The Art of Moving On: When and How to Disengage from a Goal, HT to Redeeming Productivity. “When discussing goals, we typically talk about employing perseverance and persistence, even in the face of adversity and setbacks. ‘Quitters never win, and winners never quit,’ and all that. While grit is essential to goal achievement, Wrosch argues that an equally important part of successful living is knowing when to give up and disengage from a goal. “

Laudable Linkage

Here’s my latest list of noteworthy reads found this week.

What Do You Do When You Are Spiritually Dry? HT to Challies. “Often when we feel dry, we are tempted to neglect the one thing that will satisfy our souls. Think about it: When you feel dry, what things do you want to toss out? Bible reading, prayer, fellowship. But this is the problem. If you are dry, spiritually thirsty, the worst thing you can do is go to the desert! You need to go to the fountain! God calls Himself “the fountain of living waters” (Jer 2:13). If we do not desire God, we need to go to God!”

When We Fear the Worst, HT to Challies. “Friend, I don’t know what fears and worries weigh on your soul today. But I do know that they can feel heavy—sometimes debilitatingly so. They can nag at you and trip you up and keep you discouraged and despairing. But there is a sure foundation we stand on, a God who holds us fast even while the winds and waves beat down. And he will not let us go. Not now. Not ever.”

Where Do I Find the Grace to Forgive? “Christians should be the most gracious of people. But when we forget what we’ve received from God or minimize our need for salvation, we become bill collectors. We go through life trying to collect the love, respect, appreciation, apology, or attention we feel others owe us.”

Standing on the Promises Is More Active than it Sounds. “‘Standing on the promises of Christ the Lord/…Overcoming daily with the Spirit’s sword…’ Standing on a promise requires knowledge of what has been promised. Do you have a sufficient base in Scripture for your heart to rest upon?”

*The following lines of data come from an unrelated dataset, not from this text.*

pub const EXPERIENCES: &[Experience] = &[
    Experience {
        company: "LDC Group of Industries",
        role: "Executive Application Development",
        period: "January 2024 - Present",
        description: "Leading full-stack development initiatives and project management with comprehensive \
                      expertise in modern web technologies and enterprise solutions.",
        projects: LDC_APPLICATION_PROJECTS,
        training: Some(
            "Currently undergoing training in Sage X3 ERP system and GraphQL integration as part of \
             company's new system implementation initiative.",
        ),
        logo: Image {
            src: LOGO_INDIGO,
            alt: "LDC Group Logo",
        },
    },
    Experience {
        company: "LDC Group of Industries",
        role: "Executive System Administrator",
        period: "November 2022 - December 2023",
        description: "Managed Active Directory, server/cloud infrastructure, network support, user support, \
                      inventory management and critical applications including Tally, WMS, WCS, and payroll \
                      systems. Ensured seamless operation of enterprise-level applications and maintained \
                      system reliability across the organization.",
        projects: &[],
        training: None,
        logo: Image {
            src: LOGO_GREEN,
            alt: "LDC Group Logo",
        },
    },
    Experience {
        company: "Express Systems Limited / Robi Axiata Limited",
        role: "Engineer Windows & Security Specialist",
        period: "February 2022 - November 2022",
        description: "Served as Azure cloud administrator managing deployments, security implementations \
                      (Tenable, PAM, eApproval), vulnerability assessments, system patching, and Active \
                      Directory support. Worked as service provider at Windows & Security Platform Team for \
                      Robi Axiata Limited, ensuring robust security posture and maintaining high availability \
                      of cloud infrastructure.",
        projects: &[],
        training: None,
        logo: Image {
            src: LOGO_RED,
            alt: "Robi Axiata Logo",
        },
    },
];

The Art of the Ebenezer, HT to the Story Warren. “He looked into the past and remembered Israel’s defeat and anguish. He wanted to memorialize their repentance, prayer, fasting, fighting, and victory. But by erecting the stone of remembrance, Samuel also looked toward the future, wanting to remind the next generations to look at that stone and remember God’s faithfulness and power when the next tough trial came their way.”

The Strangeness that Stands Out, HT to the Story Warren. “If we give up essential truths of the Christian faith in order to be culturally relevant, we make ourselves eternally irrelevant. We make the church boring. The world needs a church that does more than offer an echo of our own times.”

Ron Hamilton Has Come Forth as Gold. I wrote about Ron earlier this week, and I’m sure many tributes will be written. But I enjoyed this one from Chris Anderson about ways Ron ministered to us. And he rightly includes a note about Ron’s wife, Shelly, at the end.

Laudable Linkage

It’s been a super-busy week, so I have just a few links for you. But I think they’re good ones.

Why We Follow Some Old Testament Laws But Not Others, HT to Challies. “Critics accuse Christians of conveniently picking and choosing from Old Testament laws. We’re quick to ‘clobber’ gay people with verses from Leviticus, they say, yet we don’t keep kosher ourselves. The complaint, though, is based on a misunderstanding about the Mosaic Covenant that even Christians fall prey to.”

Where Is Your Faith?” HT to Challies. “How do you cling to belief amidst such turmoil of the heart? How do you survive the death of a child? I can tell you, it is not what happens in that moment of complete darkness or even in the months and years that follow. Survival is forged in the pew every Sunday. It is built on the truths of Scripture that you fill your mind with day by day. It comes through knowing Who God is.”

We’re Missing It. “He wants time to love us that way and it can’t happen if He is a ‘to do’ list item, or in sound bites only throughout our day, or only while we grab coffee on our way out the door.”

Well-Worn Boots. Lessons from a pair of faithful old work boots.